Scarlet used her own climbing tool and hooked onto the edge of the railing. Scarlet ran, shot, and climbed with the best agents the Department had to offer. She prided herself on her ability to not just keep up but to excel, but hauling herself and her suit up the short length of pole was no simple task. River had made it look easy.

  By the time they were onboard and her suit was off, Scarlet’s black head scarf was soaked with sweat. Waves of steam rose from her body despite the biting October air rolling off the chill waters.
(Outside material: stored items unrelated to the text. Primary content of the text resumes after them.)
//! Checkout flow state machine.
//!
//! Two steps, shipping then payment, ending in a placed order. The full
//! transition table lives in [`CheckoutStep::next`]; the session methods add
//! the guards (non-empty cart, complete forms) on top of it.

use crate::cart::{Cart, PricingConfig};
use crate::checkout::{OrderConfirmation, PaymentForm, ShippingForm};
use crate::ids::CheckoutId;
use crate::CommerceError;
use serde::{Deserialize, Serialize};

/// Steps in the checkout flow.
#[derive(Debug, Clone, Copy, PartialEq, Eq, Hash, Serialize, Deserialize)]
#[serde(rename_all = "lowercase")]
pub enum CheckoutStep {
    /// Shipping details.
    Shipping,
    /// Payment details.
    Payment,
    /// Order placed.
    Placed,
}

impl CheckoutStep {
    /// Lowercase key used in logs and errors.
    pub fn as_str(&self) -> &'static str {
        match self {
            CheckoutStep::Shipping => "shipping",
            CheckoutStep::Payment => "payment",
            CheckoutStep::Placed => "placed",
        }
    }

    /// Heading shown on the checkout page.
    pub fn display_name(&self) -> &'static str {
        match self {
            CheckoutStep::Shipping => "Shipping",
            CheckoutStep::Payment => "Payment",
            CheckoutStep::Placed => "Order Placed",
        }
    }

    /// Get the step number (1-indexed).
    pub fn number(&self) -> u8 {
        match self {
            CheckoutStep::Shipping => 1,
            CheckoutStep::Payment => 2,
            CheckoutStep::Placed => 3,
        }
    }

    /// The step reached by applying `event`, if the transition exists.
    pub fn next(self, event: CheckoutEvent) -> Option<CheckoutStep> {
        match (self, event) {
            (CheckoutStep::Shipping, CheckoutEvent::SubmitShipping) => Some(CheckoutStep::Payment),
            (CheckoutStep::Payment, CheckoutEvent::SubmitPayment) => Some(CheckoutStep::Placed),
            (CheckoutStep::Payment, CheckoutEvent::GoBack) => Some(CheckoutStep::Shipping),
            _ => None,
        }
    }
}

/// Events that drive the checkout flow.
#[derive(Debug, Clone, Copy, PartialEq, Eq, Hash)]
pub enum CheckoutEvent {
    /// A shipping form was submitted.
    SubmitShipping,
    /// A payment form was submitted.
    SubmitPayment,
    /// The shopper asked for the previous step.
    GoBack,
}

impl CheckoutEvent {
    /// Snake-case name used in logs and errors.
    pub fn as_str(&self) -> &'static str {
        match self {
            CheckoutEvent::SubmitShipping => "submit_shipping",
            CheckoutEvent::SubmitPayment => "submit_payment",
            CheckoutEvent::GoBack => "go_back",
        }
    }
}

/// Where a checkout session is. A placed order carries its confirmation.
#[derive(Debug, Clone, PartialEq)]
pub enum CheckoutState {
    /// Collecting shipping details.
    Shipping,
    /// Collecting payment details.
    Payment,
    /// Order placed; holds the confirmation.
    Placed(OrderConfirmation),
}

impl CheckoutState {
    /// The step this state corresponds to.
    pub fn step(&self) -> CheckoutStep {
        match self {
            CheckoutState::Shipping => CheckoutStep::Shipping,
            CheckoutState::Payment => CheckoutStep::Payment,
            CheckoutState::Placed(_) => CheckoutStep::Placed,
        }
    }
}

/// What the checkout page should render.
#[derive(Debug, Clone, Copy, PartialEq)]
pub enum CheckoutView<'a> {
    /// Nothing to check out.
    EmptyCart,
    /// A form step.
    Step(CheckoutStep),
    /// The order has been placed.
    Confirmation(&'a OrderConfirmation),
}

/// One pass through checkout.
#[derive(Debug, Clone, PartialEq)]
pub struct CheckoutSession {
    id: CheckoutId,
    state: CheckoutState,
    shipping: ShippingForm,
    payment: PaymentForm,
}

impl Default for CheckoutSession {
    fn default() -> Self {
        Self::new()
    }
}

impl CheckoutSession {
    /// Start a session at the shipping step with blank forms.
    pub fn new() -> Self {
        Self {
            id: CheckoutId::generate(),
            state: CheckoutState::Shipping,
            shipping: ShippingForm::default(),
            payment: PaymentForm::default(),
        }
    }

    pub fn id(&self) -> &CheckoutId {
        &self.id
    }

    pub fn state(&self) -> &CheckoutState {
        &self.state
    }

    /// Current step.
    pub fn step(&self) -> CheckoutStep {
        self.state.step()
    }

    /// Check if the order has been placed.
    pub fn order_placed(&self) -> bool {
        matches!(self.state, CheckoutState::Placed(_))
    }

    /// The confirmation, once placed.
    pub fn confirmation(&self) -> Option<&OrderConfirmation> {
        match &self.state {
            CheckoutState::Placed(confirmation) => Some(confirmation),
            _ => None,
        }
    }

    /// Last submitted shipping form.
    pub fn shipping(&self) -> &ShippingForm {
        &self.shipping
    }

    /// Last submitted payment form.
    pub fn payment(&self) -> &PaymentForm {
        &self.payment
    }

    /// Decide what to show for `cart`.
    ///
    /// A placed order always shows its confirmation, even though the cart is
    /// now empty.
    pub fn view<'a>(&'a self, cart: &Cart) -> CheckoutView<'a> {
        match &self.state {
            CheckoutState::Placed(confirmation) => CheckoutView::Confirmation(confirmation),
            _ if cart.is_empty() => CheckoutView::EmptyCart,
            state => CheckoutView::Step(state.step()),
        }
    }

    /// Submit the shipping form and move to payment.
    ///
    /// Only accepted at the shipping step. There the form is stored even when
    /// it is incomplete; any other step rejects it and keeps the stored form.
    pub fn submit_shipping(
        &mut self,
        cart: &Cart,
        form: ShippingForm,
    ) -> Result<CheckoutStep, CommerceError> {
        let next = self.transition(CheckoutEvent::SubmitShipping)?;
        self.shipping = form;
        self.guard_cart(cart)?;
        self.guard_form(CheckoutStep::Shipping, self.shipping.missing_fields())?;

        self.state = CheckoutState::Payment;
        tracing::info!(checkout_id = %self.id, step = next.as_str(), "shipping details accepted");
        Ok(next)
    }

    /// Submit the payment form and place the order.
    ///
    /// On success the confirmation is snapshotted from `cart`, the cart is
    /// cleared and the session moves to `Placed`, with nothing able to fail in
    /// between.
    pub fn submit_payment(
        &mut self,
        cart: &mut Cart,
        pricing: &PricingConfig,
        form: PaymentForm,
    ) -> Result<OrderConfirmation, CommerceError> {
        self.transition(CheckoutEvent::SubmitPayment)?;
        self.payment = form;
        self.guard_cart(cart)?;
        self.guard_form(CheckoutStep::Shipping, self.shipping.missing_fields())?;
        self.guard_form(CheckoutStep::Payment, self.payment.missing_fields())?;

        let confirmation = OrderConfirmation::new(
            cart.items().to_vec(),
            pricing.breakdown(cart),
            self.shipping.clone(),
        );
        cart.clear();
        tracing::info!(
            checkout_id = %self.id,
            order_id = %confirmation.order_id,
            total = %confirmation.breakdown.total,
            "order placed"
        );
        self.state = CheckoutState::Placed(confirmation.clone());
        Ok(confirmation)
    }

    /// Return from payment to shipping. Both forms are kept.
    pub fn go_back(&mut self) -> Result<CheckoutStep, CommerceError> {
        let previous = self.transition(CheckoutEvent::GoBack)?;
        self.state = CheckoutState::Shipping;
        tracing::info!(checkout_id = %self.id, step = previous.as_str(), "checkout went back");
        Ok(previous)
    }

    fn transition(&self, event: CheckoutEvent) -> Result<CheckoutStep, CommerceError> {
        let from = self.step();
        from.next(event).ok_or_else(|| {
            tracing::warn!(
                checkout_id = %self.id,
                from = from.as_str(),
                event = event.as_str(),
                "invalid checkout transition"
            );
            CommerceError::InvalidCheckoutTransition {
                from: from.as_str(),
                event: event.as_str(),
            }
        })
    }

    fn guard_cart(&self, cart: &Cart) -> Result<(), CommerceError> {
        if cart.is_empty() {
            tracing::warn!(checkout_id = %self.id, "checkout submitted with an empty cart");
            return Err(CommerceError::EmptyCart);
        }
        Ok(())
    }

    fn guard_form(
        &self,
        step: CheckoutStep,
        missing: Vec<&'static str>,
    ) -> Result<(), CommerceError> {
        if missing.is_empty() {
            return Ok(());
        }
        tracing::warn!(
            checkout_id = %self.id,
            step = step.as_str(),
            missing = ?missing,
            "checkout form incomplete"
        );
        Err(CommerceError::CheckoutIncomplete {
            step: step.as_str(),
            missing,
        })
    }
}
  When all were onboard, Carlyle’s sailors quickly got to work shedding their iron diving suits in favor of the black combat uniforms they wore beneath. They lashed the suits together, secured the line to the railing, and then dumped them overboard. The only thing marking the presence of their equipment was a rope, specially colored to blend with the waters of the river. They cut their rifles from the watertight sheepskins, loaded them, and made them ready. Scarlet hefted the familiar weight of her Chassepot, a glint in her eye. With the stock of her trusted rifle in her shoulder, she almost felt like herself again.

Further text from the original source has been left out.